=== Supplied data ===

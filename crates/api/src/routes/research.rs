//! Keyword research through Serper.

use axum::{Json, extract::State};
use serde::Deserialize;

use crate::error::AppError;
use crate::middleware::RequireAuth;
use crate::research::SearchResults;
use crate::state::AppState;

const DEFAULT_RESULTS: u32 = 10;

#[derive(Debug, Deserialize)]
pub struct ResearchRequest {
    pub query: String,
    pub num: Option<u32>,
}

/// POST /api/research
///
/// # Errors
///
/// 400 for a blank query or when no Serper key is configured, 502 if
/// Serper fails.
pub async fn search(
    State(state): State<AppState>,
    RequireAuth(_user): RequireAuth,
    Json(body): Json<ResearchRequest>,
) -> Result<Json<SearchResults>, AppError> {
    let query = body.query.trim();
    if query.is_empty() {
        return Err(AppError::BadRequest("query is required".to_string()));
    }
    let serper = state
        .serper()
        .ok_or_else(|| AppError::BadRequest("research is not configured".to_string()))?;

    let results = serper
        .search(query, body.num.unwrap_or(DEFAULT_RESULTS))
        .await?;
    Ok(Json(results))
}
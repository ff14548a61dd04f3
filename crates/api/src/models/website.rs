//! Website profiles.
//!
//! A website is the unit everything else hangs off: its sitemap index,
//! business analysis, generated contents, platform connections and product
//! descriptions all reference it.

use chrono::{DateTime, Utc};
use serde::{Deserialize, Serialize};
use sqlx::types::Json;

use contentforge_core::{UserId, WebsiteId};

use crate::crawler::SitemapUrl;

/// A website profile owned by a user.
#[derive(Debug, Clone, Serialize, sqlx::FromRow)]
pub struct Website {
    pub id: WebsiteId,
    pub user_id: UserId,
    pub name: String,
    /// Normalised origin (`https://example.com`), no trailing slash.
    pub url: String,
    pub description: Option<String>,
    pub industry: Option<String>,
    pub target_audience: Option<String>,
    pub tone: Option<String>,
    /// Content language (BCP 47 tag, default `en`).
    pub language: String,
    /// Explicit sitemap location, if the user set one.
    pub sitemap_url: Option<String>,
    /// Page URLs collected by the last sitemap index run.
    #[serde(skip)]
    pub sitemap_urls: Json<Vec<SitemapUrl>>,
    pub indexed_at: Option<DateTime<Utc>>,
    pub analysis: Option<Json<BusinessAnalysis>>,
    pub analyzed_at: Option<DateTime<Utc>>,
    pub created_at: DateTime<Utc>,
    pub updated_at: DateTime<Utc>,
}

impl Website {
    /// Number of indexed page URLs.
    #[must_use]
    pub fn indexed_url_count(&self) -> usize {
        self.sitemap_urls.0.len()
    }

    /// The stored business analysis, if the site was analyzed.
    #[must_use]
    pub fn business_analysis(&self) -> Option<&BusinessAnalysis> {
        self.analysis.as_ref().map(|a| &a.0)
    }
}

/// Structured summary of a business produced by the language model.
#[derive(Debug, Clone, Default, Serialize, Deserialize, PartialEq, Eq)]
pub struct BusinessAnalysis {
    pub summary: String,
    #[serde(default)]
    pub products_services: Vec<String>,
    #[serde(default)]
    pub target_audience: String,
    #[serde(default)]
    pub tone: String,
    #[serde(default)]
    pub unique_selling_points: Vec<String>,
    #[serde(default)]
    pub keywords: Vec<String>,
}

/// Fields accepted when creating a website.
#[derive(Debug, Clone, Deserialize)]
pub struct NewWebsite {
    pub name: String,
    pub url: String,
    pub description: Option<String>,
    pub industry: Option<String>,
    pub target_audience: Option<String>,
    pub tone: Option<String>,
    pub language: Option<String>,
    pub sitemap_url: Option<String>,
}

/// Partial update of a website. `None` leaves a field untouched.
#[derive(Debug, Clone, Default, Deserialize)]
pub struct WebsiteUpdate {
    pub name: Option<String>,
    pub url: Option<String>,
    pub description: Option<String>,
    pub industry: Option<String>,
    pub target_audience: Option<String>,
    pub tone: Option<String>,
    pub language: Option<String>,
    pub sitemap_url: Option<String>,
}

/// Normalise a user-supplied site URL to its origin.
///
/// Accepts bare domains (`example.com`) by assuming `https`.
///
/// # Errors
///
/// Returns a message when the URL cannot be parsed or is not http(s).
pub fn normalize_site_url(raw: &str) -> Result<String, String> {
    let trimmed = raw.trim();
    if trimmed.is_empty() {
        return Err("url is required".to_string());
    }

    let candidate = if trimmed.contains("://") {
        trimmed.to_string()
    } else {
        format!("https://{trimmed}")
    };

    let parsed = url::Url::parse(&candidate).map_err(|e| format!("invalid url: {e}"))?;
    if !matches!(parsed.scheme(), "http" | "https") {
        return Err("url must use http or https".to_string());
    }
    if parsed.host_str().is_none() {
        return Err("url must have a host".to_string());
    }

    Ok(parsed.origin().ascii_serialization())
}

===

■ **Exercise directions**
What belongs in the answer is each line of the data that has the word "SearchResults".

■ **Exercise output**
use crate::research::SearchResults;
) -> Result<Json<SearchResults>, AppError> {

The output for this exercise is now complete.